Yesterday Governor Pat McCrory unveiled several proposals that would impact nearly all aspects of public education in North Carolina. At the heart of his proposal is a plan that would give teachers an average 5 percent pay raise and veteran teachers a bonus that would average about 3.5 percent. The proposal would boost average teacher pay to about $50,000. According to the Governor’s press release, if the value of health medical and retirement benefits are included, average teacher compensation will surpass $66,000.
The Governor’s proposal also includes a $5 million increase in the popular Special Education Scholarship Grant. The program allows parents to choose the best educational option for their special needs child. The Governor’s plan is meant to address a program that currently has far too many applicants. His proposal will provide funding for 300 additional students.

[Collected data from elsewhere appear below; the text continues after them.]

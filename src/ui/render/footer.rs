use super::Frame;
use crate::config::hotkeys::{bindings_for_view, build_footer_text, HotkeyAction};
use crate::state::{DesignerPane, Focus, State, View};
use crate::ui::widgets::styling;
use crate::ui::ColorSpec;
use ratatui::{
    layout::{Alignment, Constraint, Direction, Layout, Rect},
    style::Style,
    text::{Line, Span},
    widgets::Paragraph,
};

/// Footer mode label, its color and the hotkey hints.
///
fn footer_content(state: &State) -> (&'static str, ColorSpec, String) {
    let hotkeys = state.get_hotkeys();
    let theme = state.get_theme();
    use HotkeyAction::*;

    if state.confirmation().is_some() {
        return (
            "CONFIRM:",
            theme.footer_confirm,
            build_footer_text(
                &hotkeys.confirmation,
                &[(Confirm, "confirm", None), (Cancel, "cancel", None)],
            ),
        );
    }
    if state.text_input().is_some() {
        return (
            "INPUT:",
            theme.footer_input,
            format!(
                " Type to edit,{}",
                build_footer_text(
                    &hotkeys.text_input,
                    &[(Submit, "apply", None), (Cancel, "cancel", None)],
                )
            ),
        );
    }
    if state.is_debug_mode() {
        return (
            "LOG:",
            theme.footer_log,
            build_footer_text(
                &hotkeys.log,
                &[
                    (NavigateNext, "navigate", Some(NavigatePrev)),
                    (CopyLog, "copy", None),
                    (ToggleLog, "close", Some(Cancel)),
                ],
            ),
        );
    }
    if state.is_preview_open() {
        return (
            "PREVIEW:",
            theme.footer_preview,
            build_footer_text(
                &hotkeys.preview,
                &[
                    (NavigateNext, "field", Some(NavigatePrev)),
                    (OptionNext, "option", Some(OptionPrev)),
                    (Select, "fill", None),
                    (ClearValue, "clear", None),
                    (PreviewAdvance, "next/submit", None),
                    (PreviewBack, "previous", None),
                    (Cancel, "close", None),
                ],
            ),
        );
    }
    if state.analysis_report().is_some() {
        return (
            "REPORT:",
            theme.footer_preview,
            build_footer_text(
                &hotkeys.analysis,
                &[(Back, "close", Some(GenerateReport))],
            ),
        );
    }
    if state.current_focus() == Focus::Menu {
        return (
            "MENU:",
            theme.footer_normal,
            build_footer_text(
                &hotkeys.menu,
                &[(NavigateNext, "navigate", Some(NavigatePrev)), (Select, "open", None)],
            ) + ","
                + &build_footer_text(&hotkeys.global, &[(CycleTheme, "theme", None), (Quit, "quit", None)]),
        );
    }

    let view = state.current_view();
    let bindings = bindings_for_view(&view, hotkeys);
    let actions: Vec<(HotkeyAction, &str, Option<HotkeyAction>)> = match view {
        View::Dashboard => vec![(NavigateNext, "navigate", Some(NavigatePrev)), (Back, "menu", None)],
        View::Forms => vec![
            (NavigateNext, "navigate", Some(NavigatePrev)),
            (OpenDesigner, "design", None),
            (PreviewForm, "preview", None),
            (OpenChannels, "channels", None),
            (OpenData, "data", None),
            (CreateItem, "new", None),
        ],
        View::Designer => {
            let mut actions = vec![
                (SwitchPaneNext, "pane", Some(SwitchPanePrev)),
                (NavigateNext, "navigate", Some(NavigatePrev)),
                (Select, "select", None),
            ];
            match state.designer_pane() {
                DesignerPane::Library => actions.push((SwitchTabNext, "tab", Some(SwitchTabPrev))),
                DesignerPane::Canvas => actions.extend([
                    (SwitchTabNext, "page", Some(SwitchTabPrev)),
                    (MoveDown, "move", Some(MoveUp)),
                    (DeleteItem, "delete", None),
                    (AddRow, "row", Some(RemoveRow)),
                    (AddPage, "add page", None),
                    (DeletePage, "delete page", None),
                ]),
                DesignerPane::Properties => actions.extend([
                    (SwitchTabNext, "tab", Some(SwitchTabPrev)),
                    (DeleteItem, "remove", None),
                ]),
            }
            actions.extend([
                (OpenSettings, "settings", None),
                (PreviewForm, "preview", None),
                (Save, "save", None),
                (Publish, "publish", None),
            ]);
            actions
        }
        View::Templates => vec![
            (NavigateNext, "navigate", Some(NavigatePrev)),
            (SwitchTabNext, "tab", Some(SwitchTabPrev)),
            (Select, "preview", None),
            (CreateItem, "new", None),
            (EditItem, "edit", None),
            (DeleteItem, "delete", None),
        ],
        View::Publish => vec![
            (NavigateNext, "navigate", Some(NavigatePrev)),
            (ToggleItem, "enable", None),
            (CreateItem, "new channel", None),
            (DeleteItem, "delete", None),
            (CopyLink, "copy link", None),
            (OpenData, "data", None),
        ],
        View::Analysis => vec![
            (NavigateNext, "navigate", Some(NavigatePrev)),
            (ToggleItem, "select", None),
            (ToggleAll, "page", None),
            (CycleFilter, "channel", None),
            (NextPage, "page", Some(PrevPage)),
            (DeleteItem, "delete", None),
            (GenerateReport, "report", None),
        ],
    };
    let text = [
        build_footer_text(bindings, &actions),
        build_footer_text(bindings, &[(Back, "back", None)]),
        build_footer_text(&hotkeys.global, &[(ToggleLog, "log", None), (Quit, "quit", None)]),
    ]
    .iter()
    .filter(|part| !part.is_empty())
    .cloned()
    .collect::<Vec<_>>()
    .join(",");

    let (label, color) = match view {
        View::Designer => ("DESIGN:", theme.footer_designer),
        _ => ("NORMAL:", theme.footer_normal),
    };
    (label, color, text)
}

/// Render footer widget.
///
pub fn footer(frame: &mut Frame, size: Rect, state: &State) {
    let theme = state.get_theme();
    let (label, color, controls_text) = footer_content(state);

    let controls_content = Line::from(vec![
        Span::styled(label, styling::footer_mode_style(theme, &color)),
        Span::styled(controls_text, Style::default().fg(theme.warning.to_color())),
    ]);
    let controls_widget = Paragraph::new(controls_content).alignment(Alignment::Left);

    let right_content = Line::from(vec![Span::styled(
        format!(" {} v{}", theme.name, env!("CARGO_PKG_VERSION")),
        Style::default().fg(theme.secondary.to_color()),
    )]);
    let right_content_width = right_content.width();
    let right_widget = Paragraph::new(right_content).alignment(Alignment::Right);

    let columns = Layout::default()
        .direction(Direction::Horizontal)
        .constraints([
            Constraint::Min(1),
            Constraint::Length(right_content_width.try_into().unwrap_or(0)),
        ])
        .split(size);

    frame.render_widget(controls_widget, columns[0]);
    frame.render_widget(right_widget, columns[1]);
}
use anyhow::Result;
use benefit_console::{app::App, config::Config, ui::Theme};
use clap::{crate_version, App as ClapApp, Arg};

fn main() -> Result<()> {
    let themes = Theme::available_themes();
    let theme_names: Vec<&str> = themes.iter().map(String::as_str).collect();
    let matches = ClapApp::new("benefit-console")
        .version(crate_version!())
        .about("Terminal administration console for benefit disbursement programs")
        .arg(
            Arg::with_name("config")
                .short("c")
                .long("config")
                .value_name("DIR")
                .help("Directory holding config.yml")
                .takes_value(true),
        )
        .arg(
            Arg::with_name("theme")
                .short("t")
                .long("theme")
                .value_name("NAME")
                .help("Theme used for this session")
                .possible_values(&theme_names)
                .takes_value(true),
        )
        .get_matches();

    let mut config = Config::new();
    config.load(matches.value_of("config"))?;
    if let Some(theme) = matches.value_of("theme") {
        config.theme_name = theme.to_string();
    }
    App::start(config)
}
#[cfg(test)]
mod tests {
    use super::*;

    #[test]
    fn test_default_config_matches_kind() {
        for kind in FieldKind::ALL {
            assert_eq!(kind.default_config().kind(), kind);
        }
    }

    #[test]
    fn test_library_defaults() {
        match FieldKind::Text.default_config() {
            FieldConfig::Text(c) => {
                assert_eq!(c.max_length, Some(100));
                assert_eq!(c.common.placeholder.as_deref(), Some("请输入"));
                assert!(!c.common.required);
            }
            other => panic!("unexpected config {:?}", other),
        }

        match FieldKind::FileUpload.default_config() {
            FieldConfig::FileUpload(c) => {
                assert!(c.accepts(FileType::Image));
                assert!(c.accepts(FileType::Doc));
                assert!(!c.accepts(FileType::Zip));
                assert_eq!(c.max_size_mb, 10);
                assert_eq!(c.max_count, 3);
            }
            other => panic!("unexpected config {:?}", other),
        }

        assert!(FieldKind::Signature.default_config().required());
        let sub = FieldKind::SubTable.default_config();
        let sub = sub.as_sub_table().unwrap();
        assert_eq!(sub.columns.len(), 2);
        assert_eq!(sub.max_rows, Some(10));
    }

    #[test]
    fn test_choice_kinds_have_options() {
        for kind in FieldKind::ALL {
            assert_eq!(kind.is_choice(), kind.default_config().options().is_some());
        }
        assert_eq!(
            FieldKind::MultiChoice.default_config().options().unwrap().len(),
            3
        );
    }

    #[test]
    fn test_placeholder_kinds() {
        for kind in FieldKind::ALL {
            assert_eq!(
                kind.has_placeholder(),
                kind.default_config().placeholder().is_some(),
                "placeholder mismatch for {}",
                kind
            );
        }
    }

    #[test]
    fn test_effective_max_length() {
        let config = TextConfig {
            common: CommonProps::default(),
            max_length: None,
        };
        assert_eq!(config.effective_max_length(), DEFAULT_TEXT_MAX_LENGTH);
        let config = TextAreaConfig {
            common: CommonProps::default(),
            rows: 3,
            max_length: Some(40),
        };
        assert_eq!(config.effective_max_length(), 40);
    }

    #[test]
    fn test_date_format() {
        assert_eq!(DateFormat::Date.hint(), "YYYY-MM-DD");
        assert_eq!(DateFormat::DateTime.hint(), "YYYY-MM-DD HH:mm");
        assert_eq!(DateFormat::Date.toggled(), DateFormat::DateTime);
    }

    #[test]
    fn test_kind_display() {
        assert_eq!(FieldKind::SubTable.to_string(), "sub-table");
        assert_eq!(FieldKind::MultilineText.to_string(), "multiline-text");
    }
}
//! Catalog of forms shown by the form list.

use super::error::ServiceError;

/// Specifying the lifecycle state of a form.
///
#[derive(Clone, Copy, Debug, PartialEq, Eq)]
pub enum FormStatus {
    Draft,
    Active,
    Ended,
}

impl FormStatus {
    pub fn label(&self) -> &'static str {
        match self {
            FormStatus::Draft => "Draft",
            FormStatus::Active => "Collecting",
            FormStatus::Ended => "Ended",
        }
    }
}

/// Defines form list entry data structure.
///
#[derive(Clone, Debug, PartialEq, Eq)]
pub struct FormItem {
    pub id: String,
    pub title: String,
    pub status: FormStatus,
    pub submit_count_today: u32,
    pub submit_count_total: u32,
    pub last_updated: String,
    pub channels: Vec<String>,
}

/// Oversees the forms known to the console.
///
#[derive(Clone, Debug)]
pub struct FormCatalog {
    forms: Vec<FormItem>,
}

impl Default for FormCatalog {
    fn default() -> Self {
        FormCatalog::seeded()
    }
}

impl FormCatalog {
    pub fn seeded() -> Self {
        let form = |id: &str, title: &str, status, today, total, updated: &str, channels: &[&str]| FormItem {
            id: id.to_string(),
            title: title.to_string(),
            status,
            submit_count_today: today,
            submit_count_total: total,
            last_updated: updated.to_string(),
            channels: channels.iter().map(|c| c.to_string()).collect(),
        };
        FormCatalog {
            forms: vec![
                form("F001", "秋季助学金申请表", FormStatus::Active, 12, 5300, "2023-10-24 10:00", &["app", "qr"]),
                form("F002", "临时困难救助登记", FormStatus::Draft, 0, 0, "2023-10-23 16:30", &[]),
                form("F003", "志愿者招募报名", FormStatus::Ended, 0, 128, "2023-09-15 09:00", &["qr"]),
                form("F004", "物资发放签收单", FormStatus::Active, 45, 1250, "2023-10-24 08:15", &["app"]),
            ],
        }
    }

    pub fn list_forms(&self) -> &[FormItem] {
        &self.forms
    }

    pub fn get(&self, id: &str) -> Option<&FormItem> {
        self.forms.iter().find(|f| f.id == id)
    }

    pub fn require(&self, id: &str) -> Result<&FormItem, ServiceError> {
        self.get(id)
            .ok_or_else(|| ServiceError::FormNotFound(id.to_string()))
    }
}

#[cfg(test)]
mod tests {
    use super::*;

    #[test]
    fn test_seeded_catalog() {
        let catalog = FormCatalog::seeded();
        assert_eq!(catalog.list_forms().len(), 4);
        let form = catalog.get("F003").unwrap();
        assert_eq!(form.status, FormStatus::Ended);
        assert_eq!(form.submit_count_total, 128);
        assert!(catalog.get("F009").is_none());
        assert!(matches!(
            catalog.require("F009"),
            Err(ServiceError::FormNotFound(_))
        ));
    }
}
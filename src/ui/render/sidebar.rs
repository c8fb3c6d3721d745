use super::Frame;
use crate::state::{Focus, State, MENU_VIEWS};
use crate::ui::widgets::styling;
use ratatui::{
    layout::Rect,
    text::{Line, Span},
    widgets::{Block, Borders, List, ListItem, ListState},
};

const BLOCK_TITLE: &str = "Menu";

/// Render the sidebar menu according to state.
///
pub fn sidebar(frame: &mut Frame, size: Rect, state: &State) {
    let theme = state.get_theme();
    let focused = state.current_focus() == Focus::Menu;
    let mut block = Block::default()
        .borders(Borders::ALL)
        .border_style(styling::normal_block_border_style(theme));

    let list_item_style = if focused {
        block = block
            .border_style(styling::active_block_border_style(theme))
            .title(Span::styled(BLOCK_TITLE, styling::active_block_title_style()));
        styling::active_list_item_style(theme)
    } else {
        block = block.title(BLOCK_TITLE);
        styling::current_list_item_style(theme)
    };

    let current = state.current_view();
    let items: Vec<ListItem> = MENU_VIEWS
        .iter()
        .enumerate()
        .map(|(i, view)| {
            let marker = if *view == current { "● " } else { "  " };
            ListItem::new(Line::from(vec![
                Span::styled(marker, styling::banner_style(theme)),
                Span::raw(format!("{} {}", i + 1, view.title())),
            ]))
        })
        .collect();

    let list = List::new(items)
        .style(styling::normal_text_style(theme))
        .highlight_style(list_item_style)
        .block(block);

    let mut list_state = ListState::default();
    list_state.select(Some(state.menu_index()));
    frame.render_stateful_widget(list, size, &mut list_state);
}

In addition, the governor’s proposal also includes $2 million in scholarships to attract new math and science teachers, a position North Carolina public schools have found increasingly difficult to fill.
So what does this all mean?
First, let’s start with the positives. The Governor’s commitment to expanding funding for the Special Education Scholarship Grant is commendable. For too long, the educational needs of these students have been ignored. This Scholarship program provides parents the opportunity to find the best education environment – private or public — for their child. It works. And, the numbers show it. The additional money will allow more parents to benefit from a program that provides quite a bit of bang for the buck. Kudos to Governor McCrory.
The Governor’s proposals regarding teacher pay are bold. The consensus among lawmakers on both sides of the aisle was that something more needed to be done with regards to teacher pay. What exactly was yet to be determined. Now the Governor has started to play his hand.
According to the Governor’s office, pay raises and bonuses for teachers will cost $415 million; $250 million for teacher raises and $165 million for bonuses. This isn’t chump change. And where the money will come from hasn’t been discussed. State revenues must be running ahead of schedule. People will be interested to know where the money is coming from.
I applaud the Governor’s attempt to address the problem of teacher pay. It’s a significant and complicated problem. While teacher pay needs to be improved. A real solution must look completely at how teachers are paid in North Carolina. The Governor’s plan doesn’t. The plan continues to award pay raises and bonuses based largely on experience and credentials. It also ignores the need for differentiated pay and fails to give local districts more freedom in setting salaries. Yes, I know the teacher salary structure was collapsed a few years ago. However the same principles apply to the current system. Teacher pay will improve when teachers have a system that pays them according to the value they bring to students and the classroom. While the Governor’s plan raises pay, it fails to correct those shortcomings.
So what’s next? The Governor will likely provide more details to his plan when he introduces his budget proposal in the coming weeks. Interestingly, comments in the press show that most legislative leaders have been largely unaware of the Governor’s proposal. It’s another way of saying there hasn’t been much in the way of cooperation on the proposal between the two branches of government. That’s important since any plan will need to get through the House and the Senate. House Speaker Tim Moore, had said any pay raise for teaches would likely be in the 2 percent range. Moore’s colleague, Sen. Jerry Tillman, a key player on education issues in the Senate, had said he had hoped a teacher pay raise would focus on veteran teachers and be “more than 2 percent.” Maybe everyone is just giving themselves room to compromise. We’ll see.
Lastly, I couldn’t help but notice Mark Jewell’s comment to the Raleigh News and Observer. Jewell is Vice President of the North Carolina Association of Educators,. When asked if he had heard of the details of the Governor’s proposal Jewell said he hadn’t. Still he said, “it’s going to take a lot more than a 5 percent increase to reverse all the damage that’s been done to North Carolina school children.”
Only a teacher union representative could look at a 5 percent raise and find something bad to say about it.